A cidade de Cachoeira iniciou neste domingo (17) uma das mais tradicionais manifestações religiosas do Recôncavo baiano: a Festa do Divino Espírito Santo. A abertura da celebração foi marcada pelo hasteamento da bandeira do Divino em frente à Igreja Matriz da Paróquia Nossa Senhora do Rosário.
O pavilhão foi erguido pelo padre André Soeira, na presença da comunidade católica e do imperador da festa deste ano, Luiz Miguel de Brito Ferreira.
Com raízes no catolicismo popular e influência da tradição portuguesa, a Festa do Divino é celebrada em torno do Domingo de Pentecostes e reúne diversos ritos religiosos e culturais, como o cortejo da bandeira pelas ruas da cidade, o setenário e a coroação do imperador.

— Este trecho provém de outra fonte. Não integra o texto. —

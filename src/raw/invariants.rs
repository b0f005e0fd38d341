//! Full-scan audit of everything the tree caches.

use super::handle::Handle;
use super::raw_avl_tree::RawAvlTree;
use crate::InvariantError;

impl<K, V> RawAvlTree<K, V> {
    /// Counts nodes whose live balance factor is zero. O(n).
    pub(crate) fn recount_zero_balanced(&self) -> usize {
        self.in_order().filter(|&(handle, _)| self.balance_factor(handle) == 0).count()
    }

    fn parent_link_holds(&self, owner: Option<Handle>, child: Option<Handle>) -> bool {
        child.is_none_or(|child| self.nodes.get(child).parent == owner)
    }
}

impl<K: Ord, V> RawAvlTree<K, V> {
    /// Verifies key order, AVL balance, cached heights and balance factors,
    /// parent links, the length, that no live slot is orphaned, the cached
    /// maximum and the zero-balance count.
    pub(crate) fn check_invariants(&self) -> Result<(), InvariantError> {
        if !self.parent_link_holds(None, self.root) {
            return Err(InvariantError::BrokenParent { position: 0 });
        }

        let mut previous: Option<&K> = None;
        let mut last = None;
        let mut count = 0;
        let mut zero_balanced = 0;

        for (position, (handle, node)) in self.in_order().enumerate() {
            if previous.is_some_and(|previous| *previous >= node.key) {
                return Err(InvariantError::OutOfOrder { position });
            }

            let (left, right) = (self.height(node.left), self.height(node.right));
            let actual = 1 + left.max(right);
            if node.height != actual {
                return Err(InvariantError::StaleHeight {
                    position,
                    cached: node.height,
                    actual,
                });
            }

            let balance = left - right;
            if i32::from(node.balance) != balance {
                return Err(InvariantError::StaleBalance {
                    position,
                    cached: i32::from(node.balance),
                    actual: balance,
                });
            }
            if balance.abs() > 1 {
                return Err(InvariantError::Unbalanced { position, balance });
            }

            if !self.parent_link_holds(Some(handle), node.left) || !self.parent_link_holds(Some(handle), node.right) {
                return Err(InvariantError::BrokenParent { position });
            }

            if balance == 0 {
                zero_balanced += 1;
            }
            previous = Some(&node.key);
            last = Some(handle);
            count += 1;
        }

        if count != self.len {
            return Err(InvariantError::LenMismatch {
                recorded: self.len,
                actual: count,
            });
        }
        if self.nodes.live() != count {
            return Err(InvariantError::Unreachable {
                live: self.nodes.live(),
                reachable: count,
            });
        }
        if last != self.max {
            return Err(InvariantError::StaleMax);
        }
        if zero_balanced != self.zero_balanced {
            return Err(InvariantError::ZeroBalanceMismatch {
                recorded: self.zero_balanced,
                actual: zero_balanced,
            });
        }
        Ok(())
    }
}

#[cfg(test)]
#[cfg_attr(coverage_nightly, coverage(off))]
mod tests {
    use super::*;
    use crate::Descent;
    use crate::raw::Node;

    fn sample() -> RawAvlTree<i32, ()> {
        let mut tree = RawAvlTree::new();
        for key in [40, 20, 60, 10, 30, 50, 70, 5] {
            tree.insert(key, (), Descent::Root);
        }
        assert_eq!(tree.check_invariants(), Ok(()));
        tree
    }

    #[test]
    fn detects_stale_zero_balance_count() {
        let mut tree = sample();
        tree.zero_balanced += 1;
        assert_eq!(
            tree.check_invariants(),
            Err(InvariantError::ZeroBalanceMismatch {
                recorded: tree.zero_balanced,
                actual: tree.zero_balanced - 1,
            })
        );
    }

    #[test]
    fn detects_stale_height() {
        let mut tree = sample();
        let five = tree.search(&5).unwrap();
        tree.node_mut(five).height = 3;
        assert_eq!(
            tree.check_invariants(),
            Err(InvariantError::StaleHeight {
                position: 0,
                cached: 3,
                actual: 0,
            })
        );
    }

    #[test]
    fn detects_keys_out_of_order() {
        let mut tree = sample();
        let thirty = tree.search(&30).unwrap();
        tree.node_mut(thirty).key = 45;
        assert_eq!(tree.check_invariants(), Err(InvariantError::OutOfOrder { position: 4 }));
    }

    #[test]
    fn detects_broken_parent_link() {
        let mut tree = sample();
        let ten = tree.search(&10).unwrap();
        tree.node_mut(ten).parent = None;
        assert_eq!(tree.check_invariants(), Err(InvariantError::BrokenParent { position: 2 }));
    }

    #[test]
    fn detects_stale_max_and_len() {
        let mut tree = sample();
        tree.max = tree.search(&60);
        assert_eq!(tree.check_invariants(), Err(InvariantError::StaleMax));

        let mut tree = sample();
        tree.len = 3;
        assert_eq!(
            tree.check_invariants(),
            Err(InvariantError::LenMismatch { recorded: 3, actual: 8 })
        );
    }

    #[test]
    fn detects_orphaned_slot() {
        let mut tree = sample();
        tree.nodes.alloc(Node::leaf(99, (), None));
        assert_eq!(
            tree.check_invariants(),
            Err(InvariantError::Unreachable { live: 9, reachable: 8 })
        );
    }

    #[test]
    fn recount_matches_running_count() {
        let tree = sample();
        assert_eq!(tree.recount_zero_balanced(), tree.zero_balanced());
    }
}
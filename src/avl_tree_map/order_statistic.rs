use super::{AvlTreeMap, NodeRef};

impl<K, V> AvlTreeMap<K, V> {
    /// Returns the node holding the largest key smaller than `node`'s key.
    ///
    /// Returns `None` for the minimum and for [`NodeRef::SENTINEL`].
    ///
    /// # Complexity
    ///
    /// O(1) when the neighbor is a direct child, O(log n) worst case.
    ///
    /// # Examples
    ///
    /// ```
    /// use avl_stat_tree::AvlTreeMap;
    ///
    /// let map = AvlTreeMap::from([(15, ()), (10, ()), (20, ()), (5, ()), (12, ())]);
    /// let twelve = map.search(&12).unwrap();
    ///
    /// let before = map.predecessor(twelve).unwrap();
    /// assert_eq!(map.node(before).unwrap().key(), &10);
    /// assert!(map.predecessor(map.search(&5).unwrap()).is_none());
    /// ```
    #[must_use]
    pub fn predecessor(&self, node: NodeRef) -> Option<NodeRef> {
        self.raw.predecessor(node.handle()?).map(NodeRef::new)
    }

    /// Returns the node holding the smallest key greater than `node`'s key.
    ///
    /// Returns `None` for the maximum and for [`NodeRef::SENTINEL`].
    ///
    /// # Complexity
    ///
    /// O(1) when the neighbor is a direct child, O(log n) worst case.
    ///
    /// # Examples
    ///
    /// ```
    /// use avl_stat_tree::AvlTreeMap;
    ///
    /// let map = AvlTreeMap::from([(15, ()), (10, ()), (20, ()), (5, ()), (12, ())]);
    /// let twelve = map.search(&12).unwrap();
    ///
    /// let after = map.successor(twelve).unwrap();
    /// assert_eq!(map.node(after).unwrap().key(), &15);
    /// assert!(map.successor(map.search(&20).unwrap()).is_none());
    /// ```
    #[must_use]
    pub fn successor(&self, node: NodeRef) -> Option<NodeRef> {
        self.raw.successor(node.handle()?).map(NodeRef::new)
    }

    /// Returns the node holding the smallest key.
    ///
    /// # Complexity
    ///
    /// O(log n)
    #[must_use]
    pub fn first(&self) -> Option<NodeRef> {
        self.raw.min().map(NodeRef::new)
    }

    /// Returns the node holding the greatest key.
    ///
    /// # Complexity
    ///
    /// O(1) - the maximum is cached across mutations.
    #[must_use]
    pub fn last(&self) -> Option<NodeRef> {
        self.raw.max().map(NodeRef::new)
    }

    /// Returns the first key-value pair in the map.
    /// The key in this pair is the minimum key in the map.
    ///
    /// # Examples
    ///
    /// ```
    /// use avl_stat_tree::AvlTreeMap;
    ///
    /// let mut map = AvlTreeMap::new();
    /// assert_eq!(map.first_key_value(), None);
    /// map.insert(1, "b");
    /// map.insert(2, "a");
    /// assert_eq!(map.first_key_value(), Some((&1, &"b")));
    /// ```
    #[must_use]
    pub fn first_key_value(&self) -> Option<(&K, &V)> {
        let node = self.raw.node(self.raw.min()?);
        Some((&node.key, &node.value))
    }

    /// Returns the last key-value pair in the map.
    /// The key in this pair is the maximum key in the map.
    ///
    /// # Examples
    ///
    /// ```
    /// use avl_stat_tree::AvlTreeMap;
    ///
    /// let mut map = AvlTreeMap::new();
    /// map.insert(1, "b");
    /// map.insert(2, "a");
    /// assert_eq!(map.last_key_value(), Some((&2, &"a")));
    /// ```
    #[must_use]
    pub fn last_key_value(&self) -> Option<(&K, &V)> {
        let node = self.raw.node(self.raw.max()?);
        Some((&node.key, &node.value))
    }
}
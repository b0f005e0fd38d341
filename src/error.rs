use thiserror::Error;

/// A structural fault reported by [`AvlTreeMap::check_invariants`].
///
/// Nodes are identified by their zero-based position in key order, since
/// keys are not required to implement `Debug`.
///
/// [`AvlTreeMap::check_invariants`]: crate::AvlTreeMap::check_invariants
#[derive(Error, Clone, Copy, Debug, Eq, PartialEq, Hash)]
pub enum InvariantError {
    /// A key is not greater than the key before it.
    #[error("key at position {position} is not greater than its predecessor")]
    OutOfOrder { position: usize },

    /// A node's subtrees differ in height by more than one.
    #[error("node at position {position} has balance factor {balance}")]
    Unbalanced { position: usize, balance: i32 },

    /// A node's cached height disagrees with its children.
    #[error("node at position {position} caches height {cached}, children imply {actual}")]
    StaleHeight { position: usize, cached: i32, actual: i32 },

    /// A node's cached balance factor disagrees with its children.
    #[error("node at position {position} caches balance factor {cached}, children imply {actual}")]
    StaleBalance { position: usize, cached: i32, actual: i32 },

    /// A child does not point back at the node that owns it, or the root has a parent.
    #[error("parent link of node at position {position} does not match its owner")]
    BrokenParent { position: usize },

    /// The cached length disagrees with the number of reachable nodes.
    #[error("map records {recorded} entries but {actual} are reachable")]
    LenMismatch { recorded: usize, actual: usize },

    /// The node arena holds slots that no link reaches.
    #[error("{live} nodes are allocated but only {reachable} are reachable from the root")]
    Unreachable { live: usize, reachable: usize },

    /// The cached maximum is not the last node in key order.
    #[error("cached maximum does not hold the greatest key")]
    StaleMax,

    /// The running zero-balance count disagrees with a recount.
    #[error("zero-balance count is {recorded} but {actual} nodes have balance factor 0")]
    ZeroBalanceMismatch { recorded: usize, actual: usize },
}
/// Where an insertion starts its downward walk.
///
/// # Examples
///
/// ```
/// use avl_stat_tree::{AvlTreeMap, Descent};
///
/// let mut map = AvlTreeMap::new();
/// for key in 0..8 {
///     map.insert_with_descent(key, key * 10, Descent::Max);
/// }
/// assert_eq!(map.len(), 8);
/// assert_eq!(map.last_key_value(), Some((&7, &70)));
/// ```
#[derive(Clone, Copy, Debug, Default, Eq, PartialEq, Hash)]
pub enum Descent {
    /// Walk down from the root. Always correct.
    #[default]
    Root,
    /// Walk down from the node currently holding the greatest key.
    ///
    /// The walk never moves up, so the new key must compare greater than
    /// every ancestor of the maximum node. This holds for append-like
    /// (non-decreasing) insertion sequences; for anything else the resulting
    /// tree can violate key order or hold a key twice. Falls back to
    /// [`Descent::Root`] on an empty map.
    Max,
}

A programação acontece entre os dias 17 e 24 de maio e mobiliza moradores, visitantes e fiéis em celebrações que atravessam gerações no município histórico do Recôncavo. Durante o período festivo, o setenário será realizado sempre às 19h, na Igreja Matriz de Nossa Senhora do Rosário.
História da festa
A Festa do Divino Espírito Santo em Cachoeira acontece desde o século XVIII e é considerada uma das manifestações religiosas mais tradicionais da cidade. De origem portuguesa, a celebração mantém elementos simbólicos preservados ao longo do tempo.
Tradicionalmente, o imperador da festa é uma criança entre 8 e 12 anos, responsável por representar a devoção ao Divino Espírito Santo durante as celebrações. Após a missa solene na Igreja Matriz de Nossa Senhora do Rosário, o imperador segue em cortejo acompanhado de sua corte pelas ruas da cidade, enquanto os fiéis conduzem a bandeira do Divino.
No passado, um dos momentos mais simbólicos da festa acontecia com a ida do imperador à delegacia da cidade, onde um dos presos era colocado em liberdade. Como parte do ritual, a bandeira do Divino era lançada sobre a cabeça do ex-condenado, em um gesto que simbolizava misericórdia, renovação e perdão.